▶ **THE PROBLEM**: Your answer must be an exact copy of the records below.

----------------

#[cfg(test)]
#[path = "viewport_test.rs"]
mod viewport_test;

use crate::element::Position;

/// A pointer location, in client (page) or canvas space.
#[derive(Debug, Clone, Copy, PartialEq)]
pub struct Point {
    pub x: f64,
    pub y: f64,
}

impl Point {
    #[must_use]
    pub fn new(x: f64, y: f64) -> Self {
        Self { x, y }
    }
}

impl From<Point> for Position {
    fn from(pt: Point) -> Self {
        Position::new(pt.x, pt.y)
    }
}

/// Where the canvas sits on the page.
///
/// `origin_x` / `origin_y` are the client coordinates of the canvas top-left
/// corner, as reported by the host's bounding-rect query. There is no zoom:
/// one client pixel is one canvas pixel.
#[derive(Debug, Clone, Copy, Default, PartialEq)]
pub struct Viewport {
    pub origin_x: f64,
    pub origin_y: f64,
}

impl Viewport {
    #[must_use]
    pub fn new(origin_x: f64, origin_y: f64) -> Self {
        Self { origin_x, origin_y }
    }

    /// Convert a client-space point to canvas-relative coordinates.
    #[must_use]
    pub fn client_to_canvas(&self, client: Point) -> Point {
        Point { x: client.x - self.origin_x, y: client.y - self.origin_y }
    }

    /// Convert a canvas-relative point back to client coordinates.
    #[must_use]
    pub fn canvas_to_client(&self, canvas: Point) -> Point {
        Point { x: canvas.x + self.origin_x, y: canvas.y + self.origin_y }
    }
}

----------------

▶ **ANSWER TO THIS EXERCISE**:
#[cfg(test)]
#[path = "viewport_test.rs"]
mod viewport_test;

use crate::element::Position;

/// A pointer location, in client (page) or canvas space.
#[derive(Debug, Clone, Copy, PartialEq)]
pub struct Point {
    pub x: f64,
    pub y: f64,
}

impl Point {
    #[must_use]
    pub fn new(x: f64, y: f64) -> Self {
        Self { x, y }
    }
}

impl From<Point> for Position {
    fn from(pt: Point) -> Self {
        Position::new(pt.x, pt.y)
    }
}

/// Where the canvas sits on the page.
///
/// `origin_x` / `origin_y` are the client coordinates of the canvas top-left
/// corner, as reported by the host's bounding-rect query. There is no zoom:
/// one client pixel is one canvas pixel.
#[derive(Debug, Clone, Copy, Default, PartialEq)]
pub struct Viewport {
    pub origin_x: f64,
    pub origin_y: f64,
}

impl Viewport {
    #[must_use]
    pub fn new(origin_x: f64, origin_y: f64) -> Self {
        Self { origin_x, origin_y }
    }

    /// Convert a client-space point to canvas-relative coordinates.
    #[must_use]
    pub fn client_to_canvas(&self, client: Point) -> Point {
        Point { x: client.x - self.origin_x, y: client.y - self.origin_y }
    }

    /// Convert a canvas-relative point back to client coordinates.
    #[must_use]
    pub fn canvas_to_client(&self, canvas: Point) -> Point {
        Point { x: canvas.x + self.origin_x, y: canvas.y + self.origin_y }
    }
}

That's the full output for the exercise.